Work to complete:
Find "#[macro_use]" in the records that follow; print that line and each subsequent line through the last one, verbatim and with nothing added.

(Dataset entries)

• • • •

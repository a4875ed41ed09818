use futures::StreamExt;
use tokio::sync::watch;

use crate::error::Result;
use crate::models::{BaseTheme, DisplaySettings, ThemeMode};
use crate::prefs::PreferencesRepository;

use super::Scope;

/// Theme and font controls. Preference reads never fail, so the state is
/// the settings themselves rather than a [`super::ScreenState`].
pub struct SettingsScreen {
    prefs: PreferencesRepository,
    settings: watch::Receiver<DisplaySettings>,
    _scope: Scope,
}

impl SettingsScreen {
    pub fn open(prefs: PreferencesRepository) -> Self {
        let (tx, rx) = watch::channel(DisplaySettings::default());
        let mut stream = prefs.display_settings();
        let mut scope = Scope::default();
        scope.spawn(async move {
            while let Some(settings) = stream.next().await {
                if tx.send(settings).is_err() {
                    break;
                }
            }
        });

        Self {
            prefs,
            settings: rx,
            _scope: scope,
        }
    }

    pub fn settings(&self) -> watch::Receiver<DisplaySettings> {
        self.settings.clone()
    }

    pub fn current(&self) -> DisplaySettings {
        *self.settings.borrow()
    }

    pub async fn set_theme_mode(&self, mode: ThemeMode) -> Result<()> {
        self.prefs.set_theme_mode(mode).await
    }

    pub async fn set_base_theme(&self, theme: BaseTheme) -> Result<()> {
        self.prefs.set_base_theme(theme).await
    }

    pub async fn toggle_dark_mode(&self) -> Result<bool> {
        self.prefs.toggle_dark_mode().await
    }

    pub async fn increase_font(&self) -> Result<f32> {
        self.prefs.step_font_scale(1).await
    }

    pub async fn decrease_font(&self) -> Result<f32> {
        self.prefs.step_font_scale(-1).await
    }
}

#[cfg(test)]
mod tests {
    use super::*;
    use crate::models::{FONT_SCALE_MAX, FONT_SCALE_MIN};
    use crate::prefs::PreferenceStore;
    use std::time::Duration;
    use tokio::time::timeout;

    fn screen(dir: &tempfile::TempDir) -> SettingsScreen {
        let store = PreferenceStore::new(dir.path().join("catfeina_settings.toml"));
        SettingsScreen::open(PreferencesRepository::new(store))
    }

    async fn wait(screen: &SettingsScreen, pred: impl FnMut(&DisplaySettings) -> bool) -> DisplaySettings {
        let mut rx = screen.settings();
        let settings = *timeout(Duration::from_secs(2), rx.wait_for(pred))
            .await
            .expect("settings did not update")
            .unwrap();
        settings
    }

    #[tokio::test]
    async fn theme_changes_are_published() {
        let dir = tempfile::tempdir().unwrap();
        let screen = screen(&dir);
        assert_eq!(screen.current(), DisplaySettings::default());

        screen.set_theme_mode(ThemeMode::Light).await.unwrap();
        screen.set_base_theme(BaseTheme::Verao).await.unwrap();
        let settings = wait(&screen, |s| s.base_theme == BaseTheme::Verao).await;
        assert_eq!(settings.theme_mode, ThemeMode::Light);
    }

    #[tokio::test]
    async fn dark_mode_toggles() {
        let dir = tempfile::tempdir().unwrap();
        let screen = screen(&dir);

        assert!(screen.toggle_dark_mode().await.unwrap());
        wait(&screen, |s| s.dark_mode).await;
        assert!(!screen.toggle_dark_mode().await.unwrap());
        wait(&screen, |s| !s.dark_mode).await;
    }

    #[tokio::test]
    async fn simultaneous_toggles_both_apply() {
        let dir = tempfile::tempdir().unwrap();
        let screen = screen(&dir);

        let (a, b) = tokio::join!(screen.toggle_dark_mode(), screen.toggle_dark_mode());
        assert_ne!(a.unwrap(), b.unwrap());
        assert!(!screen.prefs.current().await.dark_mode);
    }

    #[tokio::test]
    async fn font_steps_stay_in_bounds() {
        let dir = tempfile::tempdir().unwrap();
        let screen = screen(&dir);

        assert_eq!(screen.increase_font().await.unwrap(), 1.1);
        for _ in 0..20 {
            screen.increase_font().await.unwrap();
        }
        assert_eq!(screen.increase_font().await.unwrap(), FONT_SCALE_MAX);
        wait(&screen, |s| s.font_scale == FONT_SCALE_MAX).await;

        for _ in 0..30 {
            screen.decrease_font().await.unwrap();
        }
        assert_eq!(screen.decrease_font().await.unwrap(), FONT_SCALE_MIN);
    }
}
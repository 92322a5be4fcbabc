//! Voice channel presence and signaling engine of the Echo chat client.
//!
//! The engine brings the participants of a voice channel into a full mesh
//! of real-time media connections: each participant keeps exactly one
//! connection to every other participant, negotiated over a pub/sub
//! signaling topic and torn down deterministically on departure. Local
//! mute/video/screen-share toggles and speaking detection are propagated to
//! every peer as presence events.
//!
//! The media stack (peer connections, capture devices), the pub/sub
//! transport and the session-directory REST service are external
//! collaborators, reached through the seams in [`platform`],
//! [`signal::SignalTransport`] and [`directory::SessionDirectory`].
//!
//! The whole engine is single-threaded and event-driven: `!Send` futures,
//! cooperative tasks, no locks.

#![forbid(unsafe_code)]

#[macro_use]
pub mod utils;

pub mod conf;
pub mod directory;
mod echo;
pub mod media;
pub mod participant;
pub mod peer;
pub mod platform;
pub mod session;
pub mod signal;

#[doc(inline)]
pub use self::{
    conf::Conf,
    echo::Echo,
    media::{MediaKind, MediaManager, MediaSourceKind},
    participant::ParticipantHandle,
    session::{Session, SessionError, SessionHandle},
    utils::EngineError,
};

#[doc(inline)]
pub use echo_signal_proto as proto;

• • • •

Solution to this problem:
#[macro_use]
pub mod utils;

pub mod conf;
pub mod directory;
mod echo;
pub mod media;
pub mod participant;
pub mod peer;
pub mod platform;
pub mod session;
pub mod signal;

#[doc(inline)]
pub use self::{
    conf::Conf,
    echo::Echo,
    media::{MediaKind, MediaManager, MediaSourceKind},
    participant::ParticipantHandle,
    session::{Session, SessionError, SessionHandle},
    utils::EngineError,
};

#[doc(inline)]
pub use echo_signal_proto as proto;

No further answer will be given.